In the Museum of Natural History’s Glass Flowers gallery, intricate replicas of 847 species of plants handcrafted by 19th century glass artisans double as works of art. Nestled in the corner, a Louis Comfort Tiffany floriform vase, circa 1900, from Harvard Art Museums/Fogg Museum fits seamlessly into the collection.

Next door in a case in the museum’s Mineral Hall, one could easily mistake what appears to be a gray stone. But upon closer inspection, the calcified specimen, normally found in Harvard’s Countway Library of Medicine, is a bladder stone removed from a man in 1809.

Viewing an object from multiple perspectives helps students to engage, challenge their assumptions, explore history more deeply, and make connections between disciplines, said Gaskell and Ulrich. The exhibition and course are based on their work over the past several years with similar undergraduate and graduate seminars that explored how to write history from tangible things. Several items in the exhibit are objects studied by their earlier students.

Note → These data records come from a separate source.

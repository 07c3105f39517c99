//! `maison catalog` commands.

use maison_core::Product;
use maison_storefront::StorefrontSession;
use maison_storefront::views::{ShopFilter, filter_products, similar_products};

use super::{CommandError, catalog};

#[allow(clippy::print_stdout)]
fn print_products<'a>(products: impl IntoIterator<Item = &'a Product>) {
    for product in products {
        let sale = if product.is_on_sale() {
            format!(" (was {})", maison_storefront::views::format_price(product.price))
        } else {
            String::new()
        };
        let stock = if product.in_stock { "" } else { " [sold out]" };
        println!(
            "{:<24} {:<32} {}{}{}",
            product.slug,
            product.name,
            product.display_price(),
            sale,
            stock
        );
    }
}

pub async fn products(
    session: &StorefrontSession,
    filter: ShopFilter,
    category: Option<&str>,
) -> Result<(), CommandError> {
    let client = catalog(session)?;
    let products = client.products().await?;
    let categories = if category.is_some() {
        client.categories().await?
    } else {
        Vec::new()
    };

    print_products(filter_products(&products, &categories, filter, category));
    Ok(())
}

#[allow(clippy::print_stdout)]
pub async fn product(session: &StorefrontSession, slug: &str) -> Result<(), CommandError> {
    let client = catalog(session)?;
    let product = client.product_by_slug(slug).await?;

    print_products([&product]);
    if let Some(description) = &product.description {
        println!("\n{description}");
    }
    if !product.size_options().is_empty() {
        println!("Sizes: {}", product.size_options().join(", "));
    }
    if !product.color_options().is_empty() {
        println!("Colors: {}", product.color_options().join(", "));
    }

    let all = client.products().await?;
    let similar = similar_products(&product, &all);
    if !similar.is_empty() {
        println!("\nYou may also like:");
        print_products(similar);
    }
    Ok(())
}

#[allow(clippy::print_stdout)]
pub async fn categories(session: &StorefrontSession) -> Result<(), CommandError> {
    for category in catalog(session)?.categories().await? {
        println!("{:<24} {}", category.slug, category.name);
    }
    Ok(())
}

pub async fn bestsellers(session: &StorefrontSession) -> Result<(), CommandError> {
    print_products(&catalog(session)?.bestsellers().await?);
    Ok(())
}

pub async fn new_arrivals(session: &StorefrontSession) -> Result<(), CommandError> {
    print_products(&catalog(session)?.new_arrivals().await?);
    Ok(())
}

“We want to encourage students to think about what purpose categorizations serve, how do they function, how do they enable us to make knowledge claims, but how do they also inhibit us,” said Gaskell, Margaret S. Winthrop Curator and senior lecturer on history.

“It’s a question of human imagination,” he added, “of not taking the line of least intellectual resistance.”

A close-up of a Hughes-type printing telegraph by Louis-Clément Breguet, c. 1875.

In the class, students are required to visit exhibits weekly. “Mostly we want you to look,” notes the syllabus. In addition, course participants are required to write two short papers and produce a final project based on a reinterpretation of objects in the exhibit.

The class has been a runaway hit. Last month organizers were forced to relocate its weekly lectures to a larger auditorium to accommodate the 250 students who signed up.

“I just wanted to jump into the class right away because I absolutely love the museum collections at Harvard,” said sophomore and organismic and evolutionary biology concentrator Joseph Brancale.

After reviewing a selection of personal items that Gaskell and Ulrich brought to class earlier in the semester, including a starfish, a bronzed baby boot, and a Russian icon, Brancale said he noticed “discrepancies between the [established] categories.”

“If you look at the underside of a starfish and you see the radial symmetry and all the little patterns. … You can apply that to art later on.”

At its core, the class and exhibit, said Gaskell, reflect human interaction.

“If we can help students, and anyone who is interested, to appreciate the role of things in human interactions more fully, how those relationships change over time, and how we can understand not only other people who are our contemporaries, but also those who lived before, then I think we will have done our job.”

If you look at the underside of a starfish and you see the radial symmetry and all the little patterns. … You can apply that to art later on.”